Background: Parameter-Efficient Fine-Tuning (PEFT) methods, such as LoRA and Prompt Tuning, have been widely validated on Transformers. However, State Space Models (SSMs) like Mamba are rapidly gaining traction as emerging architectures, and their unique recurrent structures (matrices \(A\), \(B\), \(C\)) are fundamentally distinct from the attention mechanisms in Transformers.

Limitations of Prior Work: Directly transferring existing PEFT methods to SSMs yields unstable performance. There is a lack of systematic comparative studies to guide practitioners in selecting appropriate methods and target modules. In particular, the parameters inside SSM modules (such as discretized matrices \(\bar{A}\) and \(\bar{B}\)) have specific mathematical structures, making general low-rank approximations not necessarily applicable.

Key Challenge: The state space dimensions (\(H\) states \(\times\) \(D\) channels) of SSMs form a two-dimensional parameter structure. Existing PEFT methods treat all parameters uniformly and compress them equally, ignoring the differences in how much individual dimensions contribute to the final model outputs.

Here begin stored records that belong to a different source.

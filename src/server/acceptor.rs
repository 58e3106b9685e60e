//! Connection acceptor thread.
//!
//! Polls the nonblocking listener, configures each accepted socket with the
//! client timeouts, and registers it in the roster. On shutdown it closes
//! every client socket and then the listener.

use super::{ServerState, ACCEPT_POLL_INTERVAL, CLIENT_SOCKET_TIMEOUT};
use log::{error, warn};
use std::net::TcpListener;

pub(crate) fn run(state: &ServerState, listener: TcpListener) {
    state.connection.set_running(true);

    while state.connection.is_requested() {
        match listener.accept() {
            Ok((stream, addr)) => {
                if let Err(err) = stream
                    .set_read_timeout(Some(CLIENT_SOCKET_TIMEOUT))
                    .and_then(|_| stream.set_write_timeout(Some(CLIENT_SOCKET_TIMEOUT)))
                {
                    warn!("failed to configure socket timeouts for {addr}: {err}");
                    continue;
                }
                if let Err(err) = stream.set_nodelay(true) {
                    warn!("failed to disable Nagle for {addr}: {err}");
                }
                state.registry.add(stream, state.clock.system_time());
            }
            Err(ref err) if err.kind() == std::io::ErrorKind::WouldBlock => {
                std::thread::sleep(ACCEPT_POLL_INTERVAL);
            }
            Err(err) => {
                error!("error accepting client connection: {err}");
                std::thread::sleep(ACCEPT_POLL_INTERVAL);
            }
        }
    }

    // Client sockets first, then the server socket.
    state.registry.close_all();
    drop(listener);
    state.connection.set_running(false);
}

Goal: This work aims to answer three key questions: (1) Which PEFT methods are suitable for SSMs? (2) Which modules should be fine-tuned? (3) Can the unique parameter structures of SSMs be leveraged to design more efficient fine-tuning strategies?

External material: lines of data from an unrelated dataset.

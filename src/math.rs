//! Minimal rigid-transform math for pose interpolation.
//!
//! Tracking devices report tool poses as 4×4 homogeneous matrices. Temporal
//! interpolation between two poses decomposes each matrix into a rotation
//! quaternion and a translation vector, slerps the rotations, lerps the
//! translations, and recomposes. Quaternions follow the scalar-first
//! `(w, x, y, z)` convention.

use std::ops::Mul;

/// 4×4 homogeneous transform, row-major.
#[derive(Debug, Clone, Copy, PartialEq)]
pub struct Matrix4x4(pub [[f64; 4]; 4]);

impl Matrix4x4 {
    pub const IDENTITY: Self = Self([
        [1.0, 0.0, 0.0, 0.0],
        [0.0, 1.0, 0.0, 0.0],
        [0.0, 0.0, 1.0, 0.0],
        [0.0, 0.0, 0.0, 1.0],
    ]);

    pub fn identity() -> Self {
        Self::IDENTITY
    }

    #[inline]
    pub fn get(&self, row: usize, col: usize) -> f64 {
        self.0[row][col]
    }

    #[inline]
    pub fn set(&mut self, row: usize, col: usize, value: f64) {
        self.0[row][col] = value;
    }

    /// Translation column (x, y, z).
    pub fn translation(&self) -> [f64; 3] {
        [self.0[0][3], self.0[1][3], self.0[2][3]]
    }

    pub fn set_translation(&mut self, t: [f64; 3]) {
        self.0[0][3] = t[0];
        self.0[1][3] = t[1];
        self.0[2][3] = t[2];
    }

    /// Compose from a rotation and a translation.
    pub fn from_rotation_translation(rotation: Quaternion, translation: [f64; 3]) -> Self {
        let mut m = rotation.to_matrix();
        m.set_translation(translation);
        m
    }

    /// Interpolate between two rigid transforms: slerp for the rotation part,
    /// linear interpolation for the translation part. `t` in [0, 1] moves
    /// from `self` to `other`.
    pub fn interpolate(&self, other: &Matrix4x4, t: f64) -> Matrix4x4 {
        let qa = Quaternion::from_matrix(self);
        let qb = Quaternion::from_matrix(other);
        let ta = self.translation();
        let tb = other.translation();
        let translation = [
            ta[0] + (tb[0] - ta[0]) * t,
            ta[1] + (tb[1] - ta[1]) * t,
            ta[2] + (tb[2] - ta[2]) * t,
        ];
        Matrix4x4::from_rotation_translation(qa.slerp(&qb, t), translation)
    }
}

impl Default for Matrix4x4 {
    fn default() -> Self {
        Self::IDENTITY
    }
}

impl Mul for Matrix4x4 {
    type Output = Matrix4x4;

    fn mul(self, rhs: Matrix4x4) -> Matrix4x4 {
        let mut out = [[0.0; 4]; 4];
        for (i, row) in out.iter_mut().enumerate() {
            for (j, cell) in row.iter_mut().enumerate() {
                *cell = (0..4).map(|k| self.0[i][k] * rhs.0[k][j]).sum();
            }
        }
        Matrix4x4(out)
    }
}

/// Unit quaternion, scalar-first.
#[derive(Debug, Clone, Copy, PartialEq)]
pub struct Quaternion {
    pub w: f64,
    pub x: f64,
    pub y: f64,
    pub z: f64,
}

impl Quaternion {
    pub const IDENTITY: Self = Self {
        w: 1.0,
        x: 0.0,
        y: 0.0,
        z: 0.0,
    };

    pub fn normalize(&mut self) {
        let norm = (self.w * self.w + self.x * self.x + self.y * self.y + self.z * self.z).sqrt();
        if norm > 1.0e-12 {
            self.w /= norm;
            self.x /= norm;
            self.y /= norm;
            self.z /= norm;
        } else {
            *self = Self::IDENTITY;
        }
    }

    pub fn dot(&self, other: &Quaternion) -> f64 {
        self.w * other.w + self.x * other.x + self.y * other.y + self.z * other.z
    }

    /// Extract the rotation quaternion from the upper-left 3×3 block.
    /// Shepperd's method: pick the largest diagonal pivot for stability.
    pub fn from_matrix(m: &Matrix4x4) -> Self {
        let r = &m.0;
        let trace = r[0][0] + r[1][1] + r[2][2];
        let mut q = if trace > 0.0 {
            let s = (trace + 1.0).sqrt() * 2.0;
            Quaternion {
                w: 0.25 * s,
                x: (r[2][1] - r[1][2]) / s,
                y: (r[0][2] - r[2][0]) / s,
                z: (r[1][0] - r[0][1]) / s,
            }
        } else if r[0][0] > r[1][1] && r[0][0] > r[2][2] {
            let s = (1.0 + r[0][0] - r[1][1] - r[2][2]).sqrt() * 2.0;
            Quaternion {
                w: (r[2][1] - r[1][2]) / s,
                x: 0.25 * s,
                y: (r[0][1] + r[1][0]) / s,
                z: (r[0][2] + r[2][0]) / s,
            }
        } else if r[1][1] > r[2][2] {
            let s = (1.0 + r[1][1] - r[0][0] - r[2][2]).sqrt() * 2.0;
            Quaternion {
                w: (r[0][2] - r[2][0]) / s,
                x: (r[0][1] + r[1][0]) / s,
                y: 0.25 * s,
                z: (r[1][2] + r[2][1]) / s,
            }
        } else {
            let s = (1.0 + r[2][2] - r[0][0] - r[1][1]).sqrt() * 2.0;
            Quaternion {
                w: (r[1][0] - r[0][1]) / s,
                x: (r[0][2] + r[2][0]) / s,
                y: (r[1][2] + r[2][1]) / s,
                z: 0.25 * s,
            }
        };
        q.normalize();
        q
    }

    /// Rotation matrix with identity translation.
    pub fn to_matrix(&self) -> Matrix4x4 {
        let (w, x, y, z) = (self.w, self.x, self.y, self.z);
        Matrix4x4([
            [
                1.0 - 2.0 * (y * y + z * z),
                2.0 * (x * y - w * z),
                2.0 * (x * z + w * y),
                0.0,
            ],
            [
                2.0 * (x * y + w * z),
                1.0 - 2.0 * (x * x + z * z),
                2.0 * (y * z - w * x),
                0.0,
            ],
            [
                2.0 * (x * z - w * y),
                2.0 * (y * z + w * x),
                1.0 - 2.0 * (x * x + y * y),
                0.0,
            ],
            [0.0, 0.0, 0.0, 1.0],
        ])
    }

    /// Spherical linear interpolation. Takes the shorter arc; falls back to
    /// normalized linear interpolation when the rotations are nearly
    /// parallel and the sine denominator loses precision.
    pub fn slerp(&self, other: &Quaternion, t: f64) -> Quaternion {
        let mut b = *other;
        let mut cos_theta = self.dot(other);
        if cos_theta < 0.0 {
            b = Quaternion {
                w: -b.w,
                x: -b.x,
                y: -b.y,
                z: -b.z,
            };
            cos_theta = -cos_theta;
        }

        let (wa, wb) = if cos_theta > 0.9995 {
            (1.0 - t, t)
        } else {
            let theta = cos_theta.clamp(-1.0, 1.0).acos();
            let sin_theta = theta.sin();
            (
                ((1.0 - t) * theta).sin() / sin_theta,
                (t * theta).sin() / sin_theta,
            )
        };

        let mut q = Quaternion {
            w: wa * self.w + wb * b.w,
            x: wa * self.x + wb * b.x,
            y: wa * self.y + wb * b.y,
            z: wa * self.z + wb * b.z,
        };
        q.normalize();
        q
    }
}

/// Rotation of `angle_rad` about the Z axis, as a homogeneous matrix.
/// Used by tests and the simulated source.
pub fn rotation_z(angle_rad: f64) -> Matrix4x4 {
    let (s, c) = angle_rad.sin_cos();
    Matrix4x4([
        [c, -s, 0.0, 0.0],
        [s, c, 0.0, 0.0],
        [0.0, 0.0, 1.0, 0.0],
        [0.0, 0.0, 0.0, 1.0],
    ])
}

Key Insight: Establish empirical understanding through large-scale benchmarking, and then propose targeted sparse fine-tuning schemes based on the discrepancies in the channel norms of the SSM state transition matrix \(\bar{A}\).

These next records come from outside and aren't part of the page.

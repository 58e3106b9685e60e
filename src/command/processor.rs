//! Asynchronous command execution.
//!
//! Requests are queued from the receiver thread and executed in FIFO order
//! on the processor's own worker thread. Responses accumulate until the
//! sender drains them at the top of its tick. Every accepted request
//! produces at least one response unless its handler deliberately returns
//! none.

use super::{CommandRequest, CommandResponse};
use crate::channel::ChannelRegistry;
use crate::error::Result;
use crate::igtl::ImageMetaItem;
use crate::math::Matrix4x4;
use crossbeam_channel::{unbounded, Receiver, RecvTimeoutError, Sender};
use log::{debug, info, warn};
use parking_lot::Mutex;
use std::collections::HashMap;
use std::sync::atomic::{AtomicBool, Ordering};
use std::sync::Arc;
use std::thread::JoinHandle;
use std::time::Duration;

/// Resources handlers may consult.
pub struct HandlerContext {
    pub channels: Arc<ChannelRegistry>,
}

pub trait CommandHandler: Send + Sync {
    fn execute(&self, request: &CommandRequest, ctx: &HandlerContext) -> Vec<CommandResponse>;
}

impl<F> CommandHandler for F
where
    F: Fn(&CommandRequest, &HandlerContext) -> Vec<CommandResponse> + Send + Sync,
{
    fn execute(&self, request: &CommandRequest, ctx: &HandlerContext) -> Vec<CommandResponse> {
        self(request, ctx)
    }
}

enum Work {
    Command(CommandRequest),
    GetImage { client_id: u64, device_name: String },
    GetImageMeta { client_id: u64, device_name: String },
}

pub struct CommandProcessor {
    work_tx: Sender<Work>,
    work_rx: Receiver<Work>,
    handlers: Arc<Mutex<HashMap<String, Box<dyn CommandHandler>>>>,
    responses: Arc<Mutex<Vec<CommandResponse>>>,
    running: Arc<AtomicBool>,
    worker: Mutex<Option<JoinHandle<()>>>,
}

impl CommandProcessor {
    pub fn new() -> Self {
        let (work_tx, work_rx) = unbounded();
        Self {
            work_tx,
            work_rx,
            handlers: Arc::new(Mutex::new(HashMap::new())),
            responses: Arc::new(Mutex::new(Vec::new())),
            running: Arc::new(AtomicBool::new(false)),
            worker: Mutex::new(None),
        }
    }

    /// Register a handler for a command name.
    pub fn register_handler(&self, name: impl Into<String>, handler: Box<dyn CommandHandler>) {
        self.handlers.lock().insert(name.into(), handler);
    }

    /// Spawn the worker thread.
    pub fn start(&self, ctx: HandlerContext) -> Result<()> {
        self.running.store(true, Ordering::SeqCst);
        let running = Arc::clone(&self.running);
        let work_rx = self.work_rx.clone();
        let handlers = Arc::clone(&self.handlers);
        let responses = Arc::clone(&self.responses);

        let worker = std::thread::Builder::new()
            .name("command-processor".to_string())
            .spawn(move || {
                debug!("command processor started");
                while running.load(Ordering::SeqCst) {
                    let work = match work_rx.recv_timeout(Duration::from_millis(200)) {
                        Ok(work) => work,
                        Err(RecvTimeoutError::Timeout) => continue,
                        Err(RecvTimeoutError::Disconnected) => break,
                    };
                    let produced = execute(work, &handlers.lock(), &ctx);
                    responses.lock().extend(produced);
                }
                debug!("command processor exiting");
            })?;
        *self.worker.lock() = Some(worker);
        Ok(())
    }

    pub fn stop(&self) {
        self.running.store(false, Ordering::SeqCst);
        if let Some(worker) = self.worker.lock().take() {
            let _ = worker.join();
        }
    }

    /// Queue a remote command for execution. Dedupe against previously seen
    /// uids happens at the receive edge, before this call.
    pub fn queue_command(&self, request: CommandRequest) {
        if request.uid.is_empty() {
            info!(
                "received command from device {}: {}",
                request.device_prefix, request.command_xml
            );
        } else {
            info!(
                "received command from device {} with uid {}: {}",
                request.device_prefix, request.uid, request.command_xml
            );
        }
        let _ = self.work_tx.send(Work::Command(request));
    }

    pub fn queue_get_image(&self, client_id: u64, device_name: String) {
        let _ = self.work_tx.send(Work::GetImage {
            client_id,
            device_name,
        });
    }

    pub fn queue_get_image_meta(&self, client_id: u64, device_name: String) {
        let _ = self.work_tx.send(Work::GetImageMeta {
            client_id,
            device_name,
        });
    }

    /// Take every response produced since the last drain, FIFO.
    pub fn drain_responses(&self) -> Vec<CommandResponse> {
        std::mem::take(&mut *self.responses.lock())
    }
}

impl Default for CommandProcessor {
    fn default() -> Self {
        Self::new()
    }
}

impl Drop for CommandProcessor {
    fn drop(&mut self) {
        self.stop();
    }
}

fn execute(
    work: Work,
    handlers: &HashMap<String, Box<dyn CommandHandler>>,
    ctx: &HandlerContext,
) -> Vec<CommandResponse> {
    match work {
        Work::Command(request) => {
            let name = match command_name(&request.command_xml) {
                Ok(name) => name,
                Err(message) => {
                    return vec![CommandResponse::String {
                        client_id: request.client_id,
                        success: false,
                        message,
                        device_name: request.response_device_name(),
                    }]
                }
            };
            match handlers.get(&name) {
                Some(handler) => handler.execute(&request, ctx),
                None => {
                    warn!("no handler registered for command {name}");
                    vec![CommandResponse::String {
                        client_id: request.client_id,
                        success: false,
                        message: format!("Unknown command: {name}"),
                        device_name: request.response_device_name(),
                    }]
                }
            }
        }
        Work::GetImage {
            client_id,
            device_name,
        } => get_image(client_id, device_name, ctx),
        Work::GetImageMeta { client_id, .. } => get_image_meta(client_id, ctx),
    }
}

/// `Name` attribute of the `<Command/>` root element.
fn command_name(xml: &str) -> std::result::Result<String, String> {
    let doc =
        roxmltree::Document::parse(xml).map_err(|e| format!("Malformed command XML: {e}"))?;
    let root = doc.root_element();
    if root.tag_name().name() != "Command" {
        return Err(format!(
            "Expected Command element, got {}",
            root.tag_name().name()
        ));
    }
    root.attribute("Name")
        .map(str::to_string)
        .ok_or_else(|| "Command element has no Name attribute".to_string())
}

/// Serve the latest frame of the named channel (any video channel when the
/// name matches nothing). Successful lookups broadcast as IMAGE.
fn get_image(client_id: u64, device_name: String, ctx: &HandlerContext) -> Vec<CommandResponse> {
    let channel = ctx
        .channels
        .find(&device_name)
        .or_else(|| ctx.channels.first());
    let Some(channel) = channel else {
        return vec![CommandResponse::String {
            client_id,
            success: false,
            message: format!("No channel available for image {device_name}"),
            device_name,
        }];
    };

    match channel.tracked_frames(f64::NEG_INFINITY, usize::MAX) {
        Ok(frames) => match frames.into_iter().rev().find_map(|frame| frame.image) {
            Some(image) => vec![CommandResponse::Image {
                client_id,
                image_name: device_name,
                image,
                image_to_reference: Matrix4x4::identity(),
            }],
            None => vec![CommandResponse::String {
                client_id,
                success: false,
                message: format!("Channel {} holds no image data", channel.id()),
                device_name,
            }],
        },
        Err(err) => vec![CommandResponse::String {
            client_id,
            success: false,
            message: format!("Failed to read channel {}: {err}", channel.id()),
            device_name,
        }],
    }
}

/// Describe every channel that currently carries video.
fn get_image_meta(client_id: u64, ctx: &HandlerContext) -> Vec<CommandResponse> {
    let mut items = Vec::new();
    for channel in ctx.channels.all() {
        if !channel.has_video_source() || !channel.data_available() {
            continue;
        }
        if let Ok(frames) = channel.tracked_frames(f64::NEG_INFINITY, usize::MAX) {
            let latest_image = frames.into_iter().rev().find_map(|frame| {
                let timestamp = frame.timestamp;
                frame.image.map(|image| (timestamp, image))
            });
            if let Some((timestamp, image)) = latest_image {
                items.push(ImageMetaItem {
                    name: channel.id().to_string(),
                    id: channel.id().to_string(),
                    modality: "US".to_string(),
                    patient_name: String::new(),
                    patient_id: String::new(),
                    timestamp,
                    size: [
                        image.format.size[0] as u16,
                        image.format.size[1] as u16,
                        image.format.size[2] as u16,
                    ],
                    pixel_type: image.format.pixel_type,
                });
            }
        }
    }
    vec![CommandResponse::ImageMeta { client_id, items }]
}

Core Idea: Different channels of SSMs have vastly different impacts on the output. Sorting by \(\|\bar{A}^{(d)}\|\) and updating only the most critical subset of channels can achieve or even surpass the performance of full fine-tuning.

Method

Overall Architecture

The work is divided into two phases. The first phase is a systematic benchmarking that evaluates six PEFT methods—Prompt Tuning, Prefix-tuning, Additional-scan, LoRA, DoRA, and BitFit—across architectures like S4, S6 (Mamba), and Jamba, covering multiple tasks such as GLUE, CelebA, and ImageNet. The second phase, built on findings from the benchmark, introduces SDT, which selectively updates critical state dimensions within the SSM modules.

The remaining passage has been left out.